Summer is finally here! The kids are out of school, and backyard barbecues are taking place all over the nation. After the year we had in 2020, and most people having chosen not to take a vacation, you can almost rest assured that families will be out in full force this year.
With this in mind, we thought we would offer a few great vacation ideas to help you plan, as well as some places that would be great for just a few days away. We all need time to recharge and some well-deserved play in the sunshine.
Here are some of the best places to check out this summer!
2027 Fairmont Avenue, Philadelphia, PA 19130
The Eastern State Penitentiary, also known as ESP, is a former American prison in Philadelphia, Pennsylvania, and was operational from 1829 until 1971. The penitentiary refined the revolutionary system of separate incarceration first pioneered at the Walnut Street Jail, which emphasized principles of reform rather than punishment. Notorious criminals such as Al Capone and bank robber Willie Sutton were held inside its innovative wagon wheel design. James Bruno and several male relatives were incarcerated here between 1936 and 1948 for the alleged murders in the Kelayres massacre of 1934 before they were paroled. At its completion, the building was the largest and most expensive public structure ever erected in the United States and quickly became a model for more than 300 prisons worldwide.

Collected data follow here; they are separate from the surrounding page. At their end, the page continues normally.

use anyhow::{Context, Result};
use wgpu::SurfaceError;
use winit::dpi::PhysicalSize;
use winit::window::Window;

use super::surface::{self, SurfaceErrorAction};

/// Initialization parameters for the GPU layer.
#[derive(Debug, Clone)]
pub struct GpuInit {
    /// Prefer an sRGB surface format when available.
    ///
    /// The screensaver authors its colors directly in display space, so it
    /// asks for a linear (`*Unorm`) surface instead.
    pub prefer_srgb: bool,

    /// Present mode. FIFO is vsync and supported everywhere.
    pub present_mode: wgpu::PresentMode,

    /// Alpha mode preference; replaced by a supported one if needed.
    pub alpha_mode: Option<wgpu::CompositeAlphaMode>,

    /// Limits requested from the adapter.
    pub required_limits: wgpu::Limits,

    /// Frame latency hint for the swapchain.
    pub desired_maximum_frame_latency: u32,
}

impl Default for GpuInit {
    fn default() -> Self {
        Self {
            prefer_srgb: true,
            present_mode: wgpu::PresentMode::Fifo,
            alpha_mode: None,
            required_limits: wgpu::Limits::default(),
            desired_maximum_frame_latency: 2,
        }
    }
}

/// One acquired swapchain image plus the encoder recording into it.
///
/// Short-lived: holding the surface texture blocks acquisition of the next
/// frame.
pub struct GpuFrame {
    pub surface_texture: wgpu::SurfaceTexture,
    pub view: wgpu::TextureView,
    pub encoder: wgpu::CommandEncoder,
}

/// wgpu device, queue and the surface bound to one window.
///
/// The surface borrows the window for `'w`; the runtime keeps both in a
/// self-referencing entry so the window always outlives the surface.
pub struct Gpu<'w> {
    surface: wgpu::Surface<'w>,
    device: wgpu::Device,
    queue: wgpu::Queue,
    config: wgpu::SurfaceConfiguration,

    /// Drawable size in physical pixels.
    size: PhysicalSize<u32>,
}

impl<'w> Gpu<'w> {
    /// Creates a GPU context bound to `window`.
    pub async fn new(window: &'w Window, init: GpuInit) -> Result<Self> {
        let size = window.inner_size();
        anyhow::ensure!(size.width > 0 && size.height > 0, "window has zero size");

        let instance = wgpu::Instance::new(&wgpu::InstanceDescriptor {
            backends: wgpu::Backends::all(),
            ..Default::default()
        });

        let surface = instance
            .create_surface(window)
            .context("failed to create wgpu surface")?;

        let adapter = instance
            .request_adapter(&wgpu::RequestAdapterOptions {
                power_preference: wgpu::PowerPreference::LowPower,
                compatible_surface: Some(&surface),
                force_fallback_adapter: false,
            })
            .await
            .context("failed to find a suitable GPU adapter")?;

        log::info!("using adapter {:?}", adapter.get_info().name);

        let (device, queue) = adapter
            .request_device(&wgpu::DeviceDescriptor {
                label: Some("knotwork device"),
                required_features: wgpu::Features::empty(),
                required_limits: init.required_limits,
                experimental_features: wgpu::ExperimentalFeatures::disabled(),
                memory_hints: wgpu::MemoryHints::Performance,
                trace: wgpu::Trace::Off,
            })
            .await
            .context("failed to create wgpu device/queue")?;

        let caps = surface.get_capabilities(&adapter);
        let format = surface::choose_surface_format(&caps, init.prefer_srgb)
            .context("surface reports no supported formats")?;

        let config = wgpu::SurfaceConfiguration {
            usage: wgpu::TextureUsages::RENDER_ATTACHMENT,
            format,
            width: size.width,
            height: size.height,
            present_mode: init.present_mode,
            alpha_mode: surface::choose_alpha_mode(&caps, init.alpha_mode),
            view_formats: vec![],
            desired_maximum_frame_latency: init.desired_maximum_frame_latency,
        };
        surface.configure(&device, &config);

        log::debug!("surface configured: {format:?} {}x{}", size.width, size.height);

        Ok(Self { surface, device, queue, config, size })
    }

    pub fn surface_format(&self) -> wgpu::TextureFormat {
        self.config.format
    }

    pub fn size(&self) -> PhysicalSize<u32> {
        self.size
    }

    pub fn device(&self) -> &wgpu::Device {
        &self.device
    }

    pub fn queue(&self) -> &wgpu::Queue {
        &self.queue
    }

    /// Reconfigures the surface for a new drawable size.
    ///
    /// A 0x0 size (minimized window) only records the size; wgpu rejects
    /// configuring an empty surface.
    pub fn resize(&mut self, new_size: PhysicalSize<u32>) {
        self.size = new_size;
        if new_size.width == 0 || new_size.height == 0 {
            return;
        }
        self.config.width = new_size.width;
        self.config.height = new_size.height;
        self.surface.configure(&self.device, &self.config);
    }

    /// Acquires the next surface texture and creates an encoder.
    pub fn begin_frame(&self) -> std::result::Result<GpuFrame, SurfaceError> {
        let surface_texture = self.surface.get_current_texture()?;
        let view = surface_texture
            .texture
            .create_view(&wgpu::TextureViewDescriptor::default());

        let encoder = self
            .device
            .create_command_encoder(&wgpu::CommandEncoderDescriptor {
                label: Some("knotwork frame encoder"),
            });

        Ok(GpuFrame { surface_texture, view, encoder })
    }

    /// Submits the recorded commands and presents the frame.
    pub fn submit(&self, frame: GpuFrame) {
        self.queue.submit(std::iter::once(frame.encoder.finish()));
        drop(frame.view);
        frame.surface_texture.present();
    }

    /// Classifies a failed acquisition, reconfiguring the surface if needed.
    pub fn handle_surface_error(&mut self, err: &SurfaceError) -> SurfaceErrorAction {
        surface::recover(&self.surface, &self.device, &self.config, self.size, err)
    }
}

143 S 3rd Street, Philadelphia, PA 19106
The Liberty Bell, previously called the State House Bell or Old State House Bell, is an iconic symbol of American independence, located in Philadelphia, Pennsylvania. Once placed in the steeple of the Pennsylvania State House, the bell today is located across the street in the Liberty Bell Center in Independence National Historical Park. The bell was commissioned in 1752 by the Pennsylvania Provincial Assembly from the London firm of Lester and Pack. It was cast with the lettering “Proclaim LIBERTY Throughout all the Land unto all the Inhabitants Thereof,” a Biblical reference from the Book of Leviticus. The bell first cracked when rung after it arrived in Philadelphia and was twice recast by local workmen John Pass and John Stow, whose last names appear on the bell. In its early years, the bell was used to summon lawmakers to legislative sessions and to alert citizens about public meetings and proclamations.
1136 Arch Street #400, Philadelphia, PA 19107
Reading Terminal Market is an enclosed public market originally in 1893 under the elevated train shed of the Reading Railroad Company after the city of Philadelphia advocated moving public markets from the streets into indoor facilities for both safety and sanitary reasons. When the Center City Commuter Connection was completed in 1984, the Reading Terminal ceased operating as a train station, impacting foot traffic at the Market. The Reading Company then proposed using the Reading Terminal complex as the site for a new convention center.